» **INSTRUCTIONS FOR THE TASK**: Please return every record below exactly as it stands.

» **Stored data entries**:
════════════════

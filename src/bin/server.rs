//! Serengeti Server Binary
//!
//! Starts the TCP query server, the discovery beacon, the storage
//! scheduler, and the reshuffle watcher.

use clap::Parser;

use serengeti_core::network::Server;
use serengeti_core::{Config, Runtime};

/// Serengeti distributed key-document database node.
#[derive(Parser, Debug)]
#[command(name = "serengeti-server")]
#[command(about = "Self-organizing distributed key-document database node")]
struct Args {
    /// Data directory.
    #[arg(short, long, default_value = "./serengeti_data")]
    data_dir: String,

    /// Client-facing TCP listen address.
    #[arg(short, long, default_value = "127.0.0.1:1985")]
    listen: String,

    /// Inter-node replication RPC listen address.
    #[arg(long, default_value = "127.0.0.1:1986")]
    replication: String,

    /// UDP discovery beacon address.
    #[arg(long, default_value = "0.0.0.0:19850")]
    discovery: String,
}

fn main() {
    tracing_subscriber::fmt()
        .with_env_filter(tracing_subscriber::EnvFilter::from_default_env())
        .init();

    let args = Args::parse();

    let config = Config::builder()
        .data_dir(args.data_dir)
        .listen_addr(args.listen)
        .replication_addr(args.replication)
        .discovery_addr(args.discovery)
        .build();

    let runtime = Runtime::open(config.clone()).expect("failed to open runtime");
    runtime.start();

    let mut server = Server::new(config, runtime.clone());
    if let Err(e) = server.run() {
        tracing::error!("server error: {e}");
        runtime.shutdown();
        std::process::exit(1);
    }
    runtime.shutdown();
}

════════════════

» **PROBLEM SOLUTION**:
filename src/bin/server.rs
//! Serengeti Server Binary
//!
//! Starts the TCP query server, the discovery beacon, the storage
//! scheduler, and the reshuffle watcher.

use clap::Parser;

use serengeti_core::network::Server;
use serengeti_core::{Config, Runtime};

/// Serengeti distributed key-document database node.
#[derive(Parser, Debug)]
#[command(name = "serengeti-server")]
#[command(about = "Self-organizing distributed key-document database node")]
struct Args {
    /// Data directory.
    #[arg(short, long, default_value = "./serengeti_data")]
    data_dir: String,

    /// Client-facing TCP listen address.
    #[arg(short, long, default_value = "127.0.0.1:1985")]
    listen: String,

    /// Inter-node replication RPC listen address.
    #[arg(long, default_value = "127.0.0.1:1986")]
    replication: String,

    /// UDP discovery beacon address.
    #[arg(long, default_value = "0.0.0.0:19850")]
    discovery: String,
}

fn main() {
    tracing_subscriber::fmt()
        .with_env_filter(tracing_subscriber::EnvFilter::from_default_env())
        .init();

    let args = Args::parse();

    let config = Config::builder()
        .data_dir(args.data_dir)
        .listen_addr(args.listen)
        .replication_addr(args.replication)
        .discovery_addr(args.discovery)
        .build();

    let runtime = Runtime::open(config.clone()).expect("failed to open runtime");
    runtime.start();

    let mut server = Server::new(config, runtime.clone());
    if let Err(e) = server.run() {
        tracing::error!("server error: {e}");
        runtime.shutdown();
        std::process::exit(1);
    }
    runtime.shutdown();
}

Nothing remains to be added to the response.